This is a fine mixture of intrigue, mystery, jungle action, romance and light comedy. When Steve Singleton sails his primo schooner into a New Guinea port looking for freight hauling or other business, he has no idea that he would become mixed up in a gold-theft plot with more double-crossing characters than one could shake a stick at. John Payne's Singleton soon learns that he can trust no one.
The intrigue involves plot twists, arrests, double-crosses, a missing plane with a huge gold shipment aboard, a dead pilot, hostile natives, rescue of the female lead as hostage, some jungle fighting, and romance. The latter develops with Katherine Shelley, played by Rhonda Fleming. She works for the company that transports regular shipments of gold in the region. Nick Brandon, played by Robert Lowery, is the company pilot. He had served in the war with Singleton and had double-crossed him once before.
Forrest Tucker is Jumbo Johnson, an American who knows his way around the area. He has plotted a gold hist with Brandon. But first he pulls a double-cross on Singleton that gets him jailed and his beautiful schooner put on the auction block to pay his fine. Naturally, Jumbo winds up with the boat. Things go awry in the gold theft plan, and that leads to most of the action and rest of the story. After Brandon ditches his plane in an inland lake - with plans for them to recover the gold later, he is killed by natives. Shelley had flown with him that day and was captured by the tribe.
Two Englishmen appear on the scene, having mysteriously lost the skipper of the small motor-powered craft they are on. The two are known con-men by the authorities, but not yet of anyone else. Alan Mowbray and John Abbott are hilarious in their parts as Sir Cecil Daubrey and Algernon Mousey Sykes. They are the way that Singleton is able to get transport to find his boat and eventually become part of the gold discovery plans. But after they see Brandon's body float by in a canoe with a spear in his back, they first have to rescue Shelley.
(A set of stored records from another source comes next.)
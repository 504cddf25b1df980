use std::collections::HashMap;
use std::fs;
use std::path::Path;
use std::sync::atomic::{AtomicUsize, Ordering};
use std::sync::{Arc, Mutex};

use async_trait::async_trait;
use favkit_core::{
    BatchCommand, BatchOptions, BranchStep, DocumentId, DocumentSpec, Editor, ExportOptions,
    ExportState, Exporter, FileEntry, FixedFolderPicker, FolderPicker, Host, HostError,
    LocalFolder, ModalScope, OUTPUT_FILES, ProgressEvent, ProgressEventKind, RecordingNotifier,
    StorageError, create_canvas,
};
use image::{Rgba, RgbaImage};
use tempfile::tempdir;

/// Picker that counts how often it was asked.
struct CountingPicker {
    inner: FixedFolderPicker,
    calls: AtomicUsize,
}

impl CountingPicker {
    fn new(inner: FixedFolderPicker) -> Self {
        Self {
            inner,
            calls: AtomicUsize::new(0),
        }
    }

    fn calls(&self) -> usize {
        self.calls.load(Ordering::SeqCst)
    }
}

#[async_trait]
impl FolderPicker for CountingPicker {
    async fn pick_folder(&self) -> Result<Option<LocalFolder>, StorageError> {
        self.calls.fetch_add(1, Ordering::SeqCst);
        self.inner.pick_folder().await
    }
}

struct BrokenPicker;

#[async_trait]
impl FolderPicker for BrokenPicker {
    async fn pick_folder(&self) -> Result<Option<LocalFolder>, StorageError> {
        Err(StorageError::InvalidName("picker exploded".to_string()))
    }
}

#[derive(Debug, Clone, Copy, PartialEq, Eq, Hash)]
enum Op {
    Duplicate,
    BatchPlay,
    Resize,
    Save,
    Close,
}

/// Delegates to an [`Editor`], rejecting the `fail_at`-th call of `fail_op`.
struct FaultyHost {
    inner: Editor,
    fail_op: Op,
    fail_at: usize,
    seen: Mutex<HashMap<Op, usize>>,
}

impl FaultyHost {
    fn new(inner: Editor, fail_op: Op, fail_at: usize) -> Self {
        Self {
            inner,
            fail_op,
            fail_at,
            seen: Mutex::new(HashMap::new()),
        }
    }

    fn check(&self, op: Op) -> Result<(), HostError> {
        let mut seen = self.seen.lock().unwrap();
        let count = seen.entry(op).or_default();
        *count += 1;
        if op == self.fail_op && *count == self.fail_at {
            return Err(HostError::Rejected(format!(
                "injected {op:?} failure #{}",
                self.fail_at
            )));
        }
        Ok(())
    }
}

#[async_trait]
impl Host for FaultyHost {
    async fn active_document(&self) -> Option<DocumentId> {
        self.inner.active_document().await
    }

    async fn open_document_count(&self) -> usize {
        self.inner.open_document_count().await
    }

    async fn document_size(&self, document: DocumentId) -> Result<(u32, u32), HostError> {
        self.inner.document_size(document).await
    }

    async fn acquire_modal(&self, command_name: &str) -> Result<ModalScope, HostError> {
        self.inner.acquire_modal(command_name).await
    }

    async fn create_document(
        &self,
        scope: &ModalScope,
        spec: &DocumentSpec,
    ) -> Result<DocumentId, HostError> {
        self.inner.create_document(scope, spec).await
    }

    async fn duplicate(
        &self,
        scope: &ModalScope,
        document: DocumentId,
    ) -> Result<DocumentId, HostError> {
        self.check(Op::Duplicate)?;
        self.inner.duplicate(scope, document).await
    }

    async fn close_without_saving(
        &self,
        scope: &ModalScope,
        document: DocumentId,
    ) -> Result<(), HostError> {
        self.check(Op::Close)?;
        self.inner.close_without_saving(scope, document).await
    }

    async fn resize_image(
        &self,
        scope: &ModalScope,
        document: DocumentId,
        width: u32,
        height: u32,
    ) -> Result<(), HostError> {
        self.check(Op::Resize)?;
        self.inner.resize_image(scope, document, width, height).await
    }

    async fn batch_play(
        &self,
        scope: &ModalScope,
        commands: &[BatchCommand],
        options: BatchOptions,
    ) -> Result<(), HostError> {
        self.check(Op::BatchPlay)?;
        self.inner.batch_play(scope, commands, options).await
    }

    async fn save_as_png(
        &self,
        scope: &ModalScope,
        document: DocumentId,
        file: &FileEntry,
    ) -> Result<(), HostError> {
        self.check(Op::Save)?;
        self.inner.save_as_png(scope, document, file).await
    }
}

fn gradient() -> RgbaImage {
    RgbaImage::from_fn(46, 46, |x, y| {
        Rgba([(x * 5) as u8, (y * 5) as u8, ((x + y) * 2) as u8, 255])
    })
}

async fn editor_with_artwork() -> Editor {
    let editor = Editor::new();
    editor
        .open_image("artwork", image::DynamicImage::ImageRgba8(gradient()))
        .await
        .expect("open artwork");
    editor
}

fn file_names(dir: &Path) -> Vec<String> {
    let mut names: Vec<String> = fs::read_dir(dir)
        .expect("read dir")
        .map(|entry| entry.expect("entry").file_name().to_string_lossy().into_owned())
        .collect();
    names.sort();
    names
}

fn sorted_outputs() -> Vec<String> {
    let mut names: Vec<String> = OUTPUT_FILES.iter().map(|name| name.to_string()).collect();
    names.sort();
    names
}

#[tokio::test]
async fn export_without_active_document_writes_nothing() {
    let temp = tempdir().expect("tempdir");
    let editor = Editor::new();
    let picker = CountingPicker::new(FixedFolderPicker::new(temp.path()));
    let notifier = RecordingNotifier::new();

    let err = Exporter::new(&editor, &picker, &notifier)
        .run()
        .await
        .unwrap_err();

    assert!(err.is_precondition());
    assert_eq!(
        notifier.alerts(),
        vec!["Please create or open a document first".to_string()]
    );
    assert_eq!(picker.calls(), 0, "picker must not open without a document");
    assert!(file_names(temp.path()).is_empty());
    assert!(editor.history().is_empty(), "no modal scope may be entered");
}

#[tokio::test]
async fn cancelled_picker_writes_nothing() {
    let temp = tempdir().expect("tempdir");
    let editor = editor_with_artwork().await;
    let picker = CountingPicker::new(FixedFolderPicker::cancelled());
    let notifier = RecordingNotifier::new();

    let err = Exporter::new(&editor, &picker, &notifier)
        .run()
        .await
        .unwrap_err();

    assert!(err.is_precondition());
    assert_eq!(notifier.alerts(), vec!["No folder selected".to_string()]);
    assert_eq!(picker.calls(), 1);
    assert!(file_names(temp.path()).is_empty());
    assert_eq!(editor.open_document_count().await, 1);
}

#[tokio::test]
async fn picker_failure_is_reported_as_export_failure() {
    let editor = editor_with_artwork().await;
    let notifier = RecordingNotifier::new();

    let err = Exporter::new(&editor, &BrokenPicker, &notifier)
        .run()
        .await
        .unwrap_err();

    assert!(!err.is_precondition());
    let alerts = notifier.alerts();
    assert_eq!(alerts.len(), 1);
    assert!(alerts[0].starts_with("Export failed: "), "{alerts:?}");
}

#[tokio::test]
async fn export_writes_six_variants() {
    let temp = tempdir().expect("tempdir");
    let editor = editor_with_artwork().await;
    let picker = FixedFolderPicker::new(temp.path());
    let notifier = RecordingNotifier::new();

    let report = Exporter::new(&editor, &picker, &notifier)
        .run()
        .await
        .expect("export succeeds");

    assert_eq!(file_names(temp.path()), sorted_outputs());
    assert_eq!(report.files.len(), 6);
    assert_eq!(
        notifier.alerts(),
        vec![format!(
            "Successfully exported 6 favicon files to:\n{}",
            temp.path().display()
        )]
    );

    for name in ["light@2x.png", "dark@2x.png"] {
        let decoded = image::open(temp.path().join(name)).expect("decode");
        assert_eq!((decoded.width(), decoded.height()), (46, 46), "{name}");
    }
    for name in ["light@1x.png", "light.png", "dark@1x.png", "dark.png"] {
        let decoded = image::open(temp.path().join(name)).expect("decode");
        assert_eq!((decoded.width(), decoded.height()), (23, 23), "{name}");
    }

    let read = |name: &str| fs::read(temp.path().join(name)).expect("read output");
    assert_eq!(read("light@1x.png"), read("light.png"));
    assert_eq!(read("dark@1x.png"), read("dark.png"));
    assert_ne!(read("light@1x.png"), read("dark@1x.png"));

    let light = image::open(temp.path().join("light@2x.png")).expect("decode").to_rgba8();
    let dark = image::open(temp.path().join("dark@2x.png")).expect("decode").to_rgba8();
    assert_eq!(light, gradient(), "light@2x is the untouched document");
    for (lit, inv) in light.pixels().zip(dark.pixels()) {
        assert_eq!(
            *inv,
            Rgba([255 - lit[0], 255 - lit[1], 255 - lit[2], lit[3]])
        );
    }

    assert_eq!(editor.open_document_count().await, 1);
    assert!(!editor.is_modal());
    assert!(editor.history().iter().any(|name| name == "Export Favicons"));
}

#[tokio::test]
async fn rerun_overwrites_without_stray_files() {
    let temp = tempdir().expect("tempdir");
    let editor = editor_with_artwork().await;
    let picker = FixedFolderPicker::new(temp.path());
    let notifier = RecordingNotifier::new();
    let exporter = Exporter::new(&editor, &picker, &notifier);

    exporter.run().await.expect("first export");
    let first = fs::read(temp.path().join("dark.png")).expect("read");
    exporter.run().await.expect("second export");

    assert_eq!(file_names(temp.path()), sorted_outputs());
    assert_eq!(fs::read(temp.path().join("dark.png")).expect("read"), first);
    assert_eq!(notifier.alerts().len(), 2);
    assert_eq!(editor.open_document_count().await, 1);
}

#[tokio::test]
async fn export_of_generated_canvas() {
    let temp = tempdir().expect("tempdir");
    let editor = Editor::new();
    let notifier = RecordingNotifier::new();
    create_canvas(&editor, &notifier, &DocumentSpec::favicon_canvas())
        .await
        .expect("canvas");

    Exporter::new(&editor, &FixedFolderPicker::new(temp.path()), &notifier)
        .run()
        .await
        .expect("export");

    let dark = image::open(temp.path().join("dark.png")).expect("decode").to_rgba8();
    assert!(dark.pixels().all(|pixel| *pixel == Rgba([0, 0, 0, 255])));
    let light = image::open(temp.path().join("light.png")).expect("decode").to_rgba8();
    assert!(light.pixels().all(|pixel| *pixel == Rgba([255, 255, 255, 255])));
}

#[tokio::test]
async fn custom_small_size() {
    let temp = tempdir().expect("tempdir");
    let editor = editor_with_artwork().await;
    let notifier = RecordingNotifier::new();

    let report = Exporter::new(&editor, &FixedFolderPicker::new(temp.path()), &notifier)
        .with_options(ExportOptions { small_size: 16 })
        .run()
        .await
        .expect("export");

    let small: Vec<_> = report
        .files
        .iter()
        .filter(|file| file.width == 16 && file.height == 16)
        .map(|file| file.name.as_str())
        .collect();
    assert_eq!(small, vec!["light@1x.png", "light.png", "dark@1x.png", "dark.png"]);
}

#[tokio::test]
async fn progress_follows_state_machine() {
    let temp = tempdir().expect("tempdir");
    let editor = editor_with_artwork().await;
    let notifier = RecordingNotifier::new();
    let events: Arc<Mutex<Vec<ProgressEvent>>> = Arc::new(Mutex::new(Vec::new()));
    let sink = events.clone();

    Exporter::new(&editor, &FixedFolderPicker::new(temp.path()), &notifier)
        .with_progress(Arc::new(move |event: ProgressEvent| {
            sink.lock().unwrap().push(event);
        }))
        .run()
        .await
        .expect("export");

    let states: Vec<ExportState> = events
        .lock()
        .unwrap()
        .iter()
        .filter(|event| event.kind == ProgressEventKind::State)
        .filter_map(|event| event.state)
        .collect();

    let branch = |index, step| ExportState::Branch { index, step };
    assert_eq!(
        states,
        vec![
            ExportState::Validating,
            ExportState::FolderSelected,
            branch(1, BranchStep::Encoding),
            branch(2, BranchStep::Duplicating),
            branch(2, BranchStep::Transforming),
            branch(2, BranchStep::Encoding),
            branch(2, BranchStep::Closing),
            branch(3, BranchStep::Duplicating),
            branch(3, BranchStep::Transforming),
            branch(3, BranchStep::Encoding),
            branch(3, BranchStep::Closing),
            branch(4, BranchStep::Duplicating),
            branch(4, BranchStep::Transforming),
            branch(4, BranchStep::Encoding),
            branch(4, BranchStep::Closing),
            ExportState::Completed,
        ]
    );
}

#[tokio::test]
async fn any_single_fault_leaves_no_temporary_documents() {
    let cases = [
        (Op::Duplicate, 1),
        (Op::Duplicate, 2),
        (Op::Duplicate, 3),
        (Op::BatchPlay, 1),
        (Op::BatchPlay, 2),
        (Op::Resize, 1),
        (Op::Resize, 2),
        (Op::Save, 1),
        (Op::Save, 2),
        (Op::Save, 3),
        (Op::Save, 4),
        (Op::Save, 5),
        (Op::Save, 6),
        (Op::Close, 1),
        (Op::Close, 2),
        (Op::Close, 3),
    ];

    for (op, nth) in cases {
        let temp = tempdir().expect("tempdir");
        let host = FaultyHost::new(editor_with_artwork().await, op, nth);
        let before = host.open_document_count().await;
        let notifier = RecordingNotifier::new();

        let result = Exporter::new(&host, &FixedFolderPicker::new(temp.path()), &notifier)
            .run()
            .await;

        assert!(result.is_err(), "{op:?} #{nth} should fail the export");
        assert_eq!(
            host.open_document_count().await,
            before,
            "{op:?} #{nth} leaked a temporary document"
        );
        let alerts = notifier.alerts();
        assert_eq!(alerts.len(), 1, "{op:?} #{nth}: {alerts:?}");
        assert!(alerts[0].starts_with("Export failed: "), "{alerts:?}");
        assert!(alerts[0].contains("injected"), "{alerts:?}");
        assert!(!host.inner.is_modal(), "{op:?} #{nth} left the modal scope held");
    }
}

#[tokio::test]
async fn fault_keeps_files_written_before_it() {
    let temp = tempdir().expect("tempdir");
    let host = FaultyHost::new(editor_with_artwork().await, Op::Resize, 1);
    let notifier = RecordingNotifier::new();

    Exporter::new(&host, &FixedFolderPicker::new(temp.path()), &notifier)
        .run()
        .await
        .unwrap_err();

    assert_eq!(
        file_names(temp.path()),
        vec!["dark@2x.png".to_string(), "light@2x.png".to_string()]
    );
}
The fun ramps up with double-crosses among double-crossers, another encounter with the natives to escape the area, and sailing back to civilization. But who will make it to the end, what will happen to the gold, and what will the future be for these characters? It's a very fun film to watch.
Here are some favorite lines from this film.
Katherine Shelley, "I heard the music, so I put two and two together and said to myself... mmm, you're cooking pancakes." Steve Singleton, "You don't make sense, but you've got a pretty good sniffer."
Katherine, "See, you are running away." Steve, "From what?" Katherine, " From the world."
Sir Cedric Daubrey, "Well, let's go somewhere where the ears of the cockroaches are not so large."
Steve Singleton, "The first sign of a double-cross from you two cockroaches and I'll pin faces with Johnson against you."
Sir Cecil Daubrey, " Whereas Mousey and I were two against one, we are now distinctly in the minority. I don't think you have to doubt our love and affection."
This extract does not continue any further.